When Java threads are created, or native threads attach to the VM to
become Java threads, they all get a very specific signal-mask to
block most (non synchronous) signals. The signals that we install
handlers for in the VM are also configured with SA_RESTART. So
unless specifically specified as not honouring SA_RESTART we should
not need the RESTARTABLE loop.
But isn't it possible to install a custom signal handler through JNI,
omitting SA_RESTART flag?
It's possible - then you also have to update signal masks. But yes
possible.
So I'm not clear exactly what signals we need to be guarding against
here, or whether this indicates some kind of (historic) mismatch
between the library and VM code?
grep shows that RESTARTABLE macro and its variants are used
throughout hotspot and jdk code.
Yes and on closer examination you will find a lot of inconsistencies.
RESTARTABLE goes back a long way and many of the I/O APIs have
switched locations over the years. Stuff was copied from the HPI layer
into hotspot, then back to the JDK and sometimes things were copied
with RESTARTABLE and sometimes not; and sometimes ports were written
that copied RESTARTABLE and sometimes not; and sometime new APIs were
added that were RESTARTABLE and sometimes not. All in all a bit of a
mess.
For example here are some uses of write in JDK libs:
./share/native/libzip/zlib/gzwrite.c: writ =
write(state->fd, state->x.next, put);
./unix/native/libnio/ch/IOUtil.c: return convertReturnVal(env,
write(fd, &c, 1), JNI_FALSE);
./unix/native/libnio/ch/FileDispatcherImpl.c: return
convertReturnVal(env, write(fd, buf, len), JNI_FALSE);
./unix/native/libnio/fs/UnixCopyFile.c: RESTARTABLE(write((int)dst,
bufp, len), n);
./unix/native/libnio/fs/UnixNativeDispatcher.c:
RESTARTABLE(write((int)fd, bufp, (size_t)nbytes), n)

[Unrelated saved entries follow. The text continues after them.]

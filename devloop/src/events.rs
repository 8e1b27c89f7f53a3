//! Session event bus.
//!
//! Every observable transition (watch state, push progress, command
//! execution, tunnel and program status) is published here as a typed
//! [`SessionEvent`]. The stdout status markers are rendered from these
//! events by [`crate::status::StatusPrinter`]; tests subscribe directly.

use crate::session::SessionState;
use crate::supervisor::ProgramState;
use crate::watch::WatchState;
use chrono::Utc;
use serde::Serialize;
use serde_json::json;
use std::path::PathBuf;
use tokio::sync::broadcast;
use tracing::warn;

const DEFAULT_BUFFER: usize = 256;

#[derive(Debug, Clone, PartialEq, Serialize)]
#[serde(tag = "event", content = "data", rename_all = "snake_case")]
pub enum SessionEvent {
    SessionState {
        state: SessionState,
    },
    WatchState {
        state: WatchState,
    },
    /// The project is being watched for changes.
    Watching {
        path: PathBuf,
    },
    PushStarted,
    NoChanges,
    PushCompleted {
        files_transferred: usize,
        bytes_transferred: u64,
        files_deleted: usize,
    },
    Executing {
        command: String,
    },
    CommandFailed {
        command: String,
        message: String,
        stderr: String,
    },
    /// A full cycle (sync and commands) succeeded.
    CycleSucceeded,
    CycleFailed {
        message: String,
    },
    TunnelOpened {
        endpoint: String,
        local_port: u16,
        container_port: u16,
        debug: bool,
    },
    ProgramStatusChanged {
        program: String,
        state: ProgramState,
    },
}

impl SessionEvent {
    /// Stable snake_case name, as used in the JSON envelope.
    pub fn name(&self) -> &'static str {
        match self {
            Self::SessionState { .. } => "session_state",
            Self::WatchState { .. } => "watch_state",
            Self::Watching { .. } => "watching",
            Self::PushStarted => "push_started",
            Self::NoChanges => "no_changes",
            Self::PushCompleted { .. } => "push_completed",
            Self::Executing { .. } => "executing",
            Self::CommandFailed { .. } => "command_failed",
            Self::CycleSucceeded => "cycle_succeeded",
            Self::CycleFailed { .. } => "cycle_failed",
            Self::TunnelOpened { .. } => "tunnel_opened",
            Self::ProgramStatusChanged { .. } => "program_status_changed",
        }
    }
}

/// Broadcast channel for session events.
#[derive(Clone)]
pub struct EventBus {
    sender: broadcast::Sender<SessionEvent>,
}

impl Default for EventBus {
    fn default() -> Self {
        Self::new(DEFAULT_BUFFER)
    }
}

impl EventBus {
    /// Create a new event bus; the buffer is clamped to at least
    /// `DEFAULT_BUFFER` so bursty cycles do not lag subscribers.
    pub fn new(buffer: usize) -> Self {
        let buffer = buffer.max(DEFAULT_BUFFER);
        let (sender, _) = broadcast::channel(buffer);
        Self { sender }
    }

    pub fn subscribe(&self) -> broadcast::Receiver<SessionEvent> {
        self.sender.subscribe()
    }

    /// Publish an event. Having no subscribers is not an error.
    pub fn emit(&self, event: SessionEvent) {
        let _ = self.sender.send(event);
    }
}

/// JSON line `{event, data, timestamp}` for machine-readable output.
pub fn to_json_line(event: &SessionEvent) -> Option<String> {
    let mut value = match serde_json::to_value(event) {
        Ok(value) => value,
        Err(err) => {
            warn!("Failed to serialize event {}: {}", event.name(), err);
            return None;
        }
    };
    if let Some(obj) = value.as_object_mut() {
        obj.insert("timestamp".to_string(), json!(Utc::now().to_rfc3339()));
    }
    serde_json::to_string(&value).ok()
}
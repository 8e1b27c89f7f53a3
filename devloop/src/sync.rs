//! Incremental push of the project tree to the remote container.
//!
//! A sync cycle loads the persisted [`FileIndex`], scans the tree, pushes the
//! difference and only then commits and saves the new index. A failed or
//! cancelled push leaves the stored index untouched, so the next cycle
//! retries every file that was not acknowledged.

use async_trait::async_trait;
use devloop_common::ErrorCode;
use devloop_common::file_index::{
    self, Changeset, FileIndex, IndexError, delete_index, ensure_state_dir_ignored, index_path,
    scan_tree,
};
use devloop_common::ignore_rules::{IgnoreError, IgnoreRules};
use devloop_common::remote::{ExecOutput, FileTransport, RemoteError, RemoteExec, TargetRef};
use devloop_common::util::{remote_join, shell_quote};
use std::collections::BTreeSet;
use std::path::{Path, PathBuf};
use std::sync::Arc;
use thiserror::Error;
use tokio_util::sync::CancellationToken;
use tracing::{debug, info, warn};

#[derive(Debug, Error)]
pub enum SyncError {
    #[error(transparent)]
    Index(#[from] IndexError),

    #[error(transparent)]
    Ignore(#[from] IgnoreError),

    #[error("{} of {} file(s) failed to push: {}", failed.len(), succeeded + failed.len(), summarize(failed))]
    Partial {
        succeeded: usize,
        /// `(relative path, error)` per failed file.
        failed: Vec<(String, String)>,
    },

    #[error("push aborted: {0}")]
    Transport(RemoteError),

    #[error("push cancelled after {succeeded} file(s)")]
    Cancelled { succeeded: usize },
}

fn summarize(failed: &[(String, String)]) -> String {
    failed
        .iter()
        .map(|(path, err)| format!("{path}: {err}"))
        .collect::<Vec<_>>()
        .join("; ")
}

impl SyncError {
    pub fn code(&self) -> ErrorCode {
        match self {
            Self::Index(e) => e.code(),
            Self::Ignore(_) => ErrorCode::SyncScanFailed,
            Self::Partial { .. } => ErrorCode::SyncPartialPush,
            Self::Transport(e) => e.code(),
            Self::Cancelled { .. } => ErrorCode::SyncCancelled,
        }
    }

    /// The remote target disappeared mid-push.
    pub fn is_target_gone(&self) -> bool {
        matches!(self, Self::Transport(RemoteError::TargetGone(_)))
    }
}

#[derive(Debug, Clone, Copy, PartialEq, Eq)]
pub enum SyncMode {
    Incremental,
    /// Discard the stored index and push the whole tree.
    Full,
}

#[derive(Debug, Clone, Copy, Default, PartialEq, Eq)]
pub struct PushResult {
    pub files_transferred: usize,
    pub bytes_transferred: u64,
    pub files_deleted: usize,
}

#[derive(Debug, Clone, Copy, PartialEq, Eq)]
pub enum SyncOutcome {
    NoChanges,
    Pushed(PushResult),
}

/// Pushes changesets into one container folder.
pub struct Syncer {
    root: PathBuf,
    container: String,
    remote_folder: String,
    files: Arc<dyn FileTransport>,
}

impl Syncer {
    pub fn new(
        root: impl Into<PathBuf>,
        container: impl Into<String>,
        remote_folder: impl Into<String>,
        files: Arc<dyn FileTransport>,
    ) -> Self {
        Self {
            root: root.into(),
            container: container.into(),
            remote_folder: remote_folder.into(),
            files,
        }
    }

    pub fn root(&self) -> &Path {
        &self.root
    }

    pub fn remote_folder(&self) -> &str {
        &self.remote_folder
    }

    pub fn index_path(&self) -> PathBuf {
        index_path(&self.root)
    }

    /// Load, scan, diff, push, then commit and save.
    pub async fn sync_cycle(
        &self,
        target: &TargetRef,
        mode: SyncMode,
        cancel: &CancellationToken,
    ) -> Result<SyncOutcome, SyncError> {
        let index_path = self.index_path();
        let (index, full) = match mode {
            SyncMode::Full => {
                delete_index(&index_path)?;
                (FileIndex::empty(), true)
            }
            SyncMode::Incremental => match FileIndex::load(&index_path) {
                Ok(index) if !index.matches_target(&target.uid) => {
                    info!(
                        pod = %target,
                        previous = index.target().unwrap_or("unknown"),
                        "Index was recorded against another pod, pushing full tree"
                    );
                    delete_index(&index_path)?;
                    (FileIndex::empty(), true)
                }
                Ok(index) => (index, false),
                Err(IndexError::Corrupt { path, reason }) => {
                    warn!(path = %path.display(), %reason, "File index is corrupt, forcing full resync");
                    delete_index(&index_path)?;
                    (FileIndex::empty(), true)
                }
                Err(e) => return Err(e.into()),
            },
        };
        if index.is_empty() && ensure_state_dir_ignored(&self.root)? {
            debug!("Added state directory to .gitignore");
        }

        let rules = IgnoreRules::load(&self.root)?;
        let root = self.root.clone();
        let scan_rules = rules.clone();
        let listing = tokio::task::spawn_blocking(move || scan_tree(&root, &scan_rules))
            .await
            .map_err(|e| IndexError::Scan {
                path: self.root.clone(),
                message: e.to_string(),
            })??;

        let changeset = if full {
            Changeset::all_added(&listing)
        } else {
            index.diff(&listing, &rules)
        };

        if changeset.is_empty() {
            debug!(files = listing.len(), "No file changes detected");
            return Ok(SyncOutcome::NoChanges);
        }

        info!(
            added = changeset.added.len(),
            modified = changeset.modified.len(),
            deleted = changeset.deleted.len(),
            full,
            "Pushing changeset"
        );
        let result = self.push(target, &changeset, cancel).await?;

        let committed = index.commit(&changeset).with_target(&target.uid);
        committed.save(&index_path)?;
        Ok(SyncOutcome::Pushed(result))
    }

    /// Upload added and modified files, then remove deleted paths.
    ///
    /// Upload failures are collected and the remaining files still go out;
    /// a transport failure aborts immediately.
    pub async fn push(
        &self,
        target: &TargetRef,
        changeset: &Changeset,
        cancel: &CancellationToken,
    ) -> Result<PushResult, SyncError> {
        self.remote_call(cancel, 0, self.files.ensure_dir(target, &self.container, &self.remote_folder))
            .await?;

        let mut result = PushResult::default();
        let mut failed = Vec::new();

        for entry in changeset.transfers() {
            if cancel.is_cancelled() {
                return Err(SyncError::Cancelled {
                    succeeded: result.files_transferred,
                });
            }

            let local = self.root.join(&entry.relative_path);
            let content = match tokio::fs::read(&local).await {
                Ok(content) => content,
                Err(e) => {
                    warn!(path = %entry.relative_path, error = %e, "Cannot read file for upload");
                    failed.push((entry.relative_path.clone(), e.to_string()));
                    continue;
                }
            };

            let remote = remote_join(&self.remote_folder, &entry.relative_path);
            let upload = self.files.upload(target, &self.container, &remote, content);
            match tokio::select! {
                _ = cancel.cancelled() => Err(RemoteError::Cancelled),
                r = upload => r,
            } {
                Ok(()) => {
                    debug!(path = %entry.relative_path, bytes = entry.size, "Uploaded");
                    result.files_transferred += 1;
                    result.bytes_transferred += entry.size;
                }
                Err(RemoteError::Cancelled) => {
                    return Err(SyncError::Cancelled {
                        succeeded: result.files_transferred,
                    });
                }
                Err(e) if e.is_transport() => return Err(SyncError::Transport(e)),
                Err(e) => {
                    warn!(path = %entry.relative_path, error = %e, "Upload failed");
                    failed.push((entry.relative_path.clone(), e.to_string()));
                }
            }
        }

        if !changeset.deleted.is_empty() {
            let paths = self.removal_order(&changeset.deleted);
            self.remote_call(
                cancel,
                result.files_transferred,
                self.files.remove(target, &self.container, &paths),
            )
            .await?;
            result.files_deleted = changeset.deleted.len();
        }

        if !failed.is_empty() {
            return Err(SyncError::Partial {
                succeeded: result.files_transferred,
                failed,
            });
        }
        Ok(result)
    }

    /// Deleted files first, then local directories that no longer exist,
    /// deepest first.
    fn removal_order(&self, deleted: &[String]) -> Vec<String> {
        let mut dirs = BTreeSet::new();
        for path in deleted {
            let mut current = Path::new(path).parent();
            while let Some(dir) = current.filter(|d| !d.as_os_str().is_empty()) {
                if self.root.join(dir).exists() {
                    break;
                }
                dirs.insert(dir.to_string_lossy().replace('\\', "/"));
                current = dir.parent();
            }
        }
        let mut dirs: Vec<String> = dirs.into_iter().collect();
        dirs.sort_by(|a, b| {
            b.matches('/')
                .count()
                .cmp(&a.matches('/').count())
                .then_with(|| a.cmp(b))
        });

        deleted
            .iter()
            .chain(dirs.iter())
            .map(|rel| remote_join(&self.remote_folder, rel))
            .collect()
    }

    async fn remote_call<F>(
        &self,
        cancel: &CancellationToken,
        succeeded: usize,
        call: F,
    ) -> Result<(), SyncError>
    where
        F: std::future::Future<Output = Result<(), RemoteError>>,
    {
        tokio::select! {
            _ = cancel.cancelled() => Err(SyncError::Cancelled { succeeded }),
            r = call => r.map_err(|e| match e {
                RemoteError::Cancelled => SyncError::Cancelled { succeeded },
                e => SyncError::Transport(e),
            }),
        }
    }
}

/// Drop every trace of previous pushes so the next cycle is a full sync.
pub fn reset_index(root: &Path) -> Result<bool, IndexError> {
    file_index::delete_index(&index_path(root))
}

// ── Shell-based transport ───────────────────────────────────────────────

/// [`FileTransport`] over plain `sh` commands run through [`RemoteExec`].
pub struct ShellTransport {
    exec: Arc<dyn RemoteExec>,
}

impl ShellTransport {
    pub fn new(exec: Arc<dyn RemoteExec>) -> Self {
        Self { exec }
    }

    async fn run(
        &self,
        target: &TargetRef,
        container: &str,
        script: String,
        stdin: Option<Vec<u8>>,
    ) -> Result<ExecOutput, RemoteError> {
        let argv = vec!["sh".to_string(), "-c".to_string(), script];
        let output = self.exec.exec(target, container, &argv, stdin).await?;
        if output.success() {
            Ok(output)
        } else {
            Err(RemoteError::CommandFailed {
                exit_code: output.exit_code,
                stderr: output.stderr.trim().to_string(),
            })
        }
    }
}

#[async_trait]
impl FileTransport for ShellTransport {
    async fn ensure_dir(
        &self,
        target: &TargetRef,
        container: &str,
        dir: &str,
    ) -> Result<(), RemoteError> {
        self.run(target, container, format!("mkdir -p {}", shell_quote(dir)), None)
            .await
            .map(|_| ())
    }

    async fn upload(
        &self,
        target: &TargetRef,
        container: &str,
        remote_path: &str,
        content: Vec<u8>,
    ) -> Result<(), RemoteError> {
        let parent = Path::new(remote_path)
            .parent()
            .map(|p| p.to_string_lossy().into_owned())
            .filter(|p| !p.is_empty())
            .unwrap_or_else(|| "/".to_string());
        let script = format!(
            "mkdir -p {} && cat > {}",
            shell_quote(&parent),
            shell_quote(remote_path)
        );
        self.run(target, container, script, Some(content))
            .await
            .map(|_| ())
    }

    async fn remove(
        &self,
        target: &TargetRef,
        container: &str,
        remote_paths: &[String],
    ) -> Result<(), RemoteError> {
        if remote_paths.is_empty() {
            return Ok(());
        }
        let quoted: Vec<String> = remote_paths
            .iter()
            .map(|p| shell_quote(p).into_owned())
            .collect();
        self.run(target, container, format!("rm -rf {}", quoted.join(" ")), None)
            .await
            .map(|_| ())
    }
}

./unix/native/libjava/ProcessImpl_md.c: write(c->childenv[1], (char
*)&magic, sizeof(magic)); // magic number first
./unix/native/libjava/io_util_md.c: RESTARTABLE(write(fd, buf,
len), result);
A mix of RESTARTABLE and not.
If it were possible to guarantee that no syscalls are ever
interrupted, it would surely be much cleaner to remove all these
wrappers and loops.
There is no guarantee as you note - someone could install their own
handler for SIGUSR1 (not used by the VM) for example and not use
SA_RESTART and cause unexpected EINTR.
But that problem could arise today in many different places not just
the couple you are changing here.
So it comes down to a basic question of signal handling philosophy: do
we expect/require SA_RESTART to always be used, or do we always guard
against EINTR? The Go folk had a similar choice:
https://github.com/golang/go/issues/20400
We're kind of in a messy undecided state. We use SA_RESTART ourselves
but don't document its need for others to use, nor do we enforce its
use even through libjsig (for signal chaining). We use RESTARTABLE in
some places but not in others.
So yeah feel free to make these changes, just realize they are only
one part of a larger problem (if we intend to allow no SA_RESTART).
Cheers,
David
With kind regards,
Ivan
Thanks,
David
-----
Also, java_io_UnixFileSystem_list was tiny-optimized to avoid
unnecessary reallocation.
Would you please help review the fix?
BUGURL: https://bugs.openjdk.java.net/browse/JDK-6307456
WEBREV: http://cr.openjdk.java.net/~igerasim/6307456/00/webrev/
Thanks in advance!
--
With kind regards,
Ivan Gerasimov